Cartelization and monopolization do tend to raise prices, and no doubt there are all sorts of goods and services that are more expensive as a result. But economic concentration doesn’t usually raise prices month after month; rather, prices stabilize at a too-high level. That’s the story, for example of rail freight, as described last year in an excellent Washington Monthly piece by Open Markets’ policy director, Philip Longman. (Full disclosure: I was one of that piece’s editors.) But artificially inflated prices are a different problem from inflation, and they require a different approach from government.

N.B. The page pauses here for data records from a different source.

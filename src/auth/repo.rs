use crate::auth::repo_types::User;
use crate::error::{is_unique_violation, AppError, AppResult};
use sqlx::PgPool;
use uuid::Uuid;

pub const EMAIL_TAKEN: &str = "Email already registered";

impl User {
    /// Find a user by email.
    pub async fn find_by_email(db: &PgPool, email: &str) -> anyhow::Result<Option<User>> {
        let user = sqlx::query_as::<_, User>(
            r#"
            SELECT id, email, name, password_hash, created_at
            FROM users
            WHERE email = $1
            "#,
        )
        .bind(email)
        .fetch_optional(db)
        .await?;
        Ok(user)
    }

    pub async fn find_by_id(db: &PgPool, id: Uuid) -> anyhow::Result<Option<User>> {
        let user = sqlx::query_as::<_, User>(
            r#"
            SELECT id, email, name, password_hash, created_at
            FROM users
            WHERE id = $1
            "#,
        )
        .bind(id)
        .fetch_optional(db)
        .await?;
        Ok(user)
    }

    /// Create a new user with hashed password. A taken email is a rule
    /// violation, including when a concurrent registration wins the insert.
    pub async fn create(
        db: &PgPool,
        email: &str,
        name: Option<&str>,
        password_hash: &str,
    ) -> AppResult<User> {
        sqlx::query_as::<_, User>(
            r#"
            INSERT INTO users (email, name, password_hash)
            VALUES ($1, $2, $3)
            RETURNING id, email, name, password_hash, created_at
            "#,
        )
        .bind(email)
        .bind(name)
        .bind(password_hash)
        .fetch_one(db)
        .await
        .map_err(|e| {
            if is_unique_violation(&e) {
                AppError::Rule(EMAIL_TAKEN.into())
            } else {
                AppError::Database(e)
            }
        })
    }
}

#[cfg(test)]
mod tests {
    use super::*;

    #[sqlx::test(migrations = "./migrations")]
    async fn second_insert_of_same_email_is_a_rule_violation(db: PgPool) {
        User::create(&db, "pal@buddy.chat", Some("Pal"), "hash").await.unwrap();

        let err = User::create(&db, "pal@buddy.chat", None, "other-hash")
            .await
            .unwrap_err();
        match err {
            AppError::Rule(msg) => assert_eq!(msg, EMAIL_TAKEN),
            other => panic!("unexpected error: {other:?}"),
        }

        let count: i64 = sqlx::query_scalar("SELECT COUNT(*) FROM users")
            .fetch_one(&db)
            .await
            .unwrap();
        assert_eq!(count, 1);
    }
}
//! Integration and collision resolution for AABB bodies
//!
//! Terrain is resolved by minimum translation: whichever axis overlaps less is
//! the axis the body gets pushed out along. Drawn bridges are one-sided line
//! supports that only catch bodies moving down onto them.

use super::state::{Body, Bridge, Character, Crate, Platform};
use crate::level::{CrateKind, PlatformKind};
use crate::tuning::Tuning;

/// What a character ran into this tick
#[derive(Debug, Clone, Copy, PartialEq, Eq)]
pub enum Contact {
    Clear,
    /// Touched a hazard platform
    Hazard,
    /// Dropped below the world depth
    FellOut,
}

#[inline]
pub fn apply_gravity(body: &mut Body, gravity: f32) {
    body.vel.y += gravity;
}

/// Move by velocity and clear grounded; contacts re-detect it
#[inline]
pub fn advance(body: &mut Body) {
    body.pos += body.vel;
    body.grounded = false;
}

/// Gravity then motion, for bodies with no impulses of their own
pub fn integrate(body: &mut Body, gravity: f32) {
    apply_gravity(body, gravity);
    advance(body);
}

/// Push `body` out of every solid platform it overlaps.
///
/// With `hazards_fatal` set, the first hazard overlap stops resolution and is
/// reported instead of being treated as ground.
pub fn resolve_platforms(
    body: &mut Body,
    platforms: &[Platform],
    t: f32,
    step: f32,
    hazards_fatal: bool,
) -> Contact {
    for platform in platforms.iter().filter(|p| p.is_solid()) {
        let Some(overlap) = body.rect().overlap(&platform.rect) else {
            continue;
        };
        if hazards_fatal && platform.kind == PlatformKind::Hazard {
            return Contact::Hazard;
        }

        let rect = platform.rect;
        if overlap.x < overlap.y {
            if body.center().x < rect.center().x {
                body.pos.x = rect.left() - body.size.x;
            } else {
                body.pos.x = rect.right();
            }
            body.vel.x = 0.0;
        } else if body.vel.y >= 0.0 && body.center().y < rect.center().y {
            body.rest_on(rect.top());
            body.pos.x += platform.carry_delta(t, step);
        } else {
            body.pos.y = rect.bottom();
            if body.vel.y < 0.0 {
                body.vel.y = 0.0;
            }
        }
    }
    Contact::Clear
}

/// Land `body` on the first bridge whose surface band contains its feet
pub fn support_on_bridges(body: &mut Body, bridges: &[Bridge], tuning: &Tuning) -> Option<Bridge> {
    if body.vel.y < 0.0 {
        return None;
    }
    let feet = body.feet();
    for bridge in bridges {
        if feet.x < bridge.min_x() - tuning.bridge_x_tolerance
            || feet.x > bridge.max_x() + tuning.bridge_x_tolerance
        {
            continue;
        }
        let Some(surface) = bridge.surface_y(feet.x) else {
            continue;
        };
        let dy = feet.y - surface;
        if dy >= -tuning.bridge_band_above && dy <= tuning.bridge_band_below {
            body.rest_on(surface);
            return Some(*bridge);
        }
    }
    None
}

/// Advance one character: gravity, queued jump, motion, terrain, bridges, fall-out
pub fn step_character(
    character: &mut Character,
    platforms: &[Platform],
    bridges: &[Bridge],
    tuning: &Tuning,
    t: f32,
) -> Contact {
    let body = &mut character.body;
    apply_gravity(body, tuning.gravity);
    if character.jump_queued {
        body.vel.y = tuning.jump_velocity;
        character.jump_queued = false;
    }
    advance(body);

    if resolve_platforms(body, platforms, t, tuning.time_step, true) == Contact::Hazard {
        return Contact::Hazard;
    }
    support_on_bridges(body, bridges, tuning);

    if body.pos.y > tuning.world_depth {
        return Contact::FellOut;
    }
    Contact::Clear
}

/// Advance one crate; returns false once it has fallen out of the world
pub fn step_crate(
    crate_: &mut Crate,
    platforms: &[Platform],
    bridges: &[Bridge],
    tuning: &Tuning,
    t: f32,
) -> bool {
    let body = &mut crate_.body;
    integrate(body, tuning.gravity);
    resolve_platforms(body, platforms, t, tuning.time_step, false);
    if body.grounded {
        body.vel.x *= match crate_.kind {
            CrateKind::Wood => tuning.wood_friction,
            CrateKind::Bomb => tuning.bomb_friction,
        };
    }

    if let Some(bridge) = support_on_bridges(body, bridges, tuning) {
        match crate_.kind {
            CrateKind::Wood => body.vel.x *= tuning.wood_friction,
            CrateKind::Bomb => {
                body.vel.x *= tuning.bomb_friction;
                body.vel.x += tuning.gravity * bridge.slope_angle().sin();
            }
        }
    }

    body.pos.y <= tuning.world_depth
}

The political appeal of dressing up antitrust policy as inflation-fighting policy is obvious. Voters are indifferent to corporate concentration, but inflation makes them furious. But if people like me are right that the inflation spike will recede when (perhaps I should say if) the Covid pandemic goes away, or becomes less worrisome and therefore stops driving the economy, then what happens to Biden’s antitrust campaign? Why boost antitrust enforcement if wage and price increases are no longer out of control? The somewhat embarrassing answer will have to be that the inflation problem was never the real justification.

Look, I know that politicians alter policy rationales to fit changing circumstances. President George W. Bush was in favor of a massive tax cut because his predecessor, Bill Clinton, eliminated the deficit and as a consequence the government was keeping too much of the taxpayers’ money. But after Bush blew the deficit back up again, he pushed through two additional massive tax cuts because—I can’t remember the reason, actually. But it was terribly urgent.

“Be more like George W. Bush” does not strike me as a stirring rallying cry for the Democrats heading into the 2020 midterms. And anyway, there isn’t really anything Biden, or any president, can do to fight inflation unless he wants to impose wage and price controls, which Biden doesn’t, and neither does anybody else. The tools for fighting inflation reside at the Federal Reserve, and there’s no dishonor in Biden acknowledging that. Let Jerome Powell worry about inflation and free Biden to fight growing concentration of economic power for its own sake. No antitrust revival will last if it flies under a false flag.